■ TASK DESCRIPTION:
Each line from the one that contains "let out_of_range = LocationResolutionError::CellOutOfRange" through the end of the entries should be repeated exactly, with nothing added.

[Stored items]
/*!
 * Reinsertion engine.
 *
 * Writes translation `i` into location `i`, replacing the paragraph's text and
 * restyling it from a snapshot taken just before. Shapes, cells and paragraphs
 * are never added or removed.
 */

use log::{debug, warn};

use super::formatting::FormattingSnapshot;
use super::Location;
use crate::deck::shapes::{cell_element_mut, paragraph_mut, table_element_mut, text_body_mut};
use crate::deck::{ParagraphMut, Presentation};
use crate::errors::{LocationResolutionError, ReinsertError};

/// Language tag written on every run created by reinsertion
pub const TARGET_LANGUAGE_TAG: &str = "zh-CN";

/// Outcome of one reinsertion pass
#[derive(Debug, Clone, Default, PartialEq, Eq)]
pub struct ReinsertReport {
    pub paragraphs_written: usize,
    /// Locations whose bullet could not be restored
    pub bullet_failures: Vec<Location>,
}

/// Writes translations back into a presentation
#[derive(Debug, Clone)]
pub struct Reinserter {
    target_font: String,
}

impl Reinserter {
    pub fn new(target_font: impl Into<String>) -> Self {
        Self {
            target_font: target_font.into(),
        }
    }

    pub fn target_font(&self) -> &str {
        &self.target_font
    }

    /// Apply `translations[i]` at `locations[i]` for every `i`
    pub fn apply_translations(
        &self,
        presentation: &mut Presentation,
        locations: &[Location],
        translations: &[String],
    ) -> Result<ReinsertReport, ReinsertError> {
        if locations.len() != translations.len() {
            return Err(ReinsertError::LengthMismatch {
                locations: locations.len(),
                translations: translations.len(),
            });
        }

        let mut report = ReinsertReport::default();
        for (location, text) in locations.iter().zip(translations) {
            let mut paragraph = resolve_paragraph(presentation, location)?;

            let snapshot = FormattingSnapshot::capture(&paragraph.as_paragraph());
            paragraph.replace_text(text);
            for mut run in paragraph.runs_mut() {
                run.set_language(TARGET_LANGUAGE_TAG);
            }
            snapshot.restore_runs(&mut paragraph, &self.target_font);

            if let Err(e) = snapshot.restore_paragraph(&mut paragraph) {
                warn!("Could not restore bullet at {}: {}", location, e);
                report.bullet_failures.push(*location);
            }
            report.paragraphs_written += 1;
        }

        debug!(
            "Reinserted {} paragraphs ({} bullet failures)",
            report.paragraphs_written,
            report.bullet_failures.len()
        );
        Ok(report)
    }
}

/// Find the paragraph a location points to in the current presentation state
pub fn resolve_paragraph<'a>(
    presentation: &'a mut Presentation,
    location: &Location,
) -> Result<ParagraphMut<'a>, LocationResolutionError> {
    let slide_index = location.slide();
    let shape_index = location.shape();
    let slide = presentation
        .slide_mut(slide_index)
        .ok_or(LocationResolutionError::SlideOutOfRange { slide: slide_index })?;
    let shape = slide
        .shape_element_mut(shape_index)
        .ok_or(LocationResolutionError::ShapeOutOfRange {
            slide: slide_index,
            shape: shape_index,
        })?;

    let body = match *location {
        Location::Paragraph { .. } => {
            text_body_mut(shape).ok_or(LocationResolutionError::NotATextShape {
                slide: slide_index,
                shape: shape_index,
            })?
        }
        Location::TableCell { row, column, .. } => {
            let table = table_element_mut(shape).ok_or(LocationResolutionError::NotATable {
                slide: slide_index,
                shape: shape_index,
            })?;
            let out_of_range = LocationResolutionError::CellOutOfRange {
                slide: slide_index,
                shape: shape_index,
                row,
                column,
            };
            let cell = cell_element_mut(table, row, column).ok_or(out_of_range.clone())?;
            cell.child_mut("txBody").ok_or(out_of_range)?
        }
    };

    let paragraph = location.paragraph();
    paragraph_mut(body, paragraph).ok_or_else(|| LocationResolutionError::ParagraphOutOfRange {
        container: location.to_string(),
        paragraph,
    })
}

■ OUTPUT FOR THIS TASK:
            let out_of_range = LocationResolutionError::CellOutOfRange {
                slide: slide_index,
                shape: shape_index,
                row,
                column,
            };
            let cell = cell_element_mut(table, row, column).ok_or(out_of_range.clone())?;
            cell.child_mut("txBody").ok_or(out_of_range)?
        }
    };

    let paragraph = location.paragraph();
    paragraph_mut(body, paragraph).ok_or_else(|| LocationResolutionError::ParagraphOutOfRange {
        container: location.to_string(),
        paragraph,
    })
}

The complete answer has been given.